Представляется, однако, более вероятным, что эти досье просто миновали руки Максимилиана Ронге, которому все же и помимо них досталось в 1913 году множество фотоснимков из неразобранного завала в квартире Редля, вовсе не подготовленной для обыска – в том числе, наверняка, запечатлевшие и Гитлера – иначе Ронге не имело никакого смысла угрожать этим.

Где же тогда могло оказаться основное фотодосье, запечатлевшее Гитлера с полковниками Редлем и Занкевичем, если оно все же физически сохранилось в последующие десятилетия?

Едва ли, повторяем, оно могло очутиться в руках у Ронге еще в 1913 году и сохраниться к 1929 году – тогда бы события 1929-1930 годов, в которых он явно участвовал, развивались бы по совершенно иному сценарию.

Этому досье должно было принадлежать особое место во всех планах Редля, так и не осуществившихся в основной их части.

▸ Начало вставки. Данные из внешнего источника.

use anyhow::{Context, Result};
use winit::dpi::PhysicalSize;
use winit::window::Window;

use crate::error::RenderResult;
use crate::frame::QueueFence;

use super::surface;
use super::{GpuFrame, GpuInit, SurfaceErrorAction};

/// Owns wgpu core objects and the surface configuration.
///
/// This type is the low-level rendering context:
/// - creates and stores Instance/Adapter/Device/Queue
/// - creates and configures the Surface (swapchain)
/// - acquires surface textures for the renderer
pub struct Gpu<'w> {
    /// Surface bound to the window; the window must outlive the `Gpu`.
    surface: wgpu::Surface<'w>,

    adapter: wgpu::Adapter,
    device: wgpu::Device,
    queue: wgpu::Queue,

    /// Active surface configuration.
    config: wgpu::SurfaceConfiguration,

    /// Current drawable size in physical pixels.
    size: PhysicalSize<u32>,
}

impl<'w> Gpu<'w> {
    /// Creates a GPU context bound to a window.
    ///
    /// Adapter/device acquisition is asynchronous under wgpu.
    pub async fn new(window: &'w Window, init: GpuInit) -> Result<Self> {
        let size = window.inner_size();
        anyhow::ensure!(size.width > 0 && size.height > 0, "window has zero size");

        let instance = wgpu::Instance::new(&wgpu::InstanceDescriptor {
            backends: wgpu::Backends::all(),
            ..Default::default()
        });

        let surface = instance
            .create_surface(window)
            .context("failed to create wgpu surface")?;

        let adapter = instance
            .request_adapter(&wgpu::RequestAdapterOptions {
                power_preference: wgpu::PowerPreference::HighPerformance,
                compatible_surface: Some(&surface),
                force_fallback_adapter: false,
            })
            .await
            .context("failed to find a suitable GPU adapter")?;

        let features = init.features_for(adapter.features());
        let missing = init.optional_features - features;
        if !missing.is_empty() {
            log::warn!("adapter lacks optional features {missing:?}");
        }

        let (device, queue) = adapter
            .request_device(&wgpu::DeviceDescriptor {
                label: Some("tidewater device"),
                required_features: features,
                required_limits: init.required_limits.clone(),
                experimental_features: wgpu::ExperimentalFeatures::disabled(),
                memory_hints: wgpu::MemoryHints::Performance,
                trace: wgpu::Trace::Off,
            })
            .await
            .context("failed to create wgpu device/queue")?;

        let surface_caps = surface.get_capabilities(&adapter);
        let format = surface::choose_surface_format(&surface_caps, init.prefer_srgb)
            .context("no supported surface formats")?;
        let alpha_mode = surface::choose_alpha_mode(&surface_caps, init.alpha_mode);

        let config = wgpu::SurfaceConfiguration {
            usage: wgpu::TextureUsages::RENDER_ATTACHMENT,
            format,
            width: size.width.max(1),
            height: size.height.max(1),
            present_mode: init.present_mode,
            alpha_mode,
            view_formats: vec![],
            desired_maximum_frame_latency: init.desired_maximum_frame_latency,
        };

        surface.configure(&device, &config);

        let info = adapter.get_info();
        log::info!(
            "gpu: {} ({:?}), surface {:?} {}x{}",
            info.name,
            info.backend,
            format,
            config.width,
            config.height
        );

        Ok(Self {
            surface,
            adapter,
            device,
            queue,
            config,
            size,
        })
    }

    /// Returns the active surface format.
    pub fn surface_format(&self) -> wgpu::TextureFormat {
        self.config.format
    }

    /// Returns the current drawable size (physical pixels).
    pub fn size(&self) -> PhysicalSize<u32> {
        self.size
    }

    pub fn device(&self) -> &wgpu::Device {
        &self.device
    }

    pub fn queue(&self) -> &wgpu::Queue {
        &self.queue
    }

    pub fn adapter_info(&self) -> wgpu::AdapterInfo {
        self.adapter.get_info()
    }

    /// A fence signalled as this queue retires submitted work.
    pub fn fence(&self) -> QueueFence {
        QueueFence::new(self.device.clone(), self.queue.clone())
    }

    /// Reconfigures the surface after a resize.
    pub fn resize(&mut self, new_size: PhysicalSize<u32>) {
        surface::apply_resize(
            &self.surface,
            &self.device,
            &mut self.config,
            &mut self.size,
            new_size,
        );
    }

    /// Acquires the next surface texture.
    ///
    /// `Ok(None)` means this frame has nothing to present to (minimized window, lost or
    /// outdated surface, timeout); lost surfaces are reconfigured for the next frame.
    pub fn acquire_frame(&mut self) -> RenderResult<Option<GpuFrame>> {
        if self.size.width == 0 || self.size.height == 0 {
            return Ok(None);
        }

        let surface_texture = match self.surface.get_current_texture() {
            Ok(t) => t,
            Err(err) => {
                let action = surface::classify_surface_error(&err);
                if let Some(fatal) = action.into_fatal(&err) {
                    log::error!("surface error: {err}");
                    return Err(fatal);
                }
                if action == SurfaceErrorAction::Reconfigured {
                    self.surface.configure(&self.device, &self.config);
                }
                log::warn!("surface error ({err}); frame not presented");
                return Ok(None);
            }
        };

        let view = surface_texture
            .texture
            .create_view(&wgpu::TextureViewDescriptor::default());

        Ok(Some(GpuFrame {
            surface_texture,
            view,
        }))
    }
}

Особую роль играло и досье, составленное о преступлениях юного Гитлера. С помощью этого досье Редль и завербовал Гитлера, и продолжал сохранять свою власть над ним.

Эту власть еще живому Редлю никак нельзя было выпускать из собственных рук – особенно предоставляя Гитлеру относительную свободу при отправке его 24 мая 1913 года за границу с особо важной миссией. Кнутом и пряником – этим самым досье и свежим завещанием, составленным в пользу Гитлера, Редль, конечно, и постарался урегулировать на новейший основе взаимовыгодные и взаимосвязанные отношения со своим младшим партнером.

Отдавать тогда такое досье прямо в руки Гитера – это могло оказаться актом, попросту смертельным для Редля. Тем более Редлю нужно было принять меры, чтобы это досье никогда не попало в руки его противников – иначе уже к ним перешла бы безусловная власть над Гитлером, а Редль заведомо лишился бы лояльности этого незаменимого помощника и свидетеля.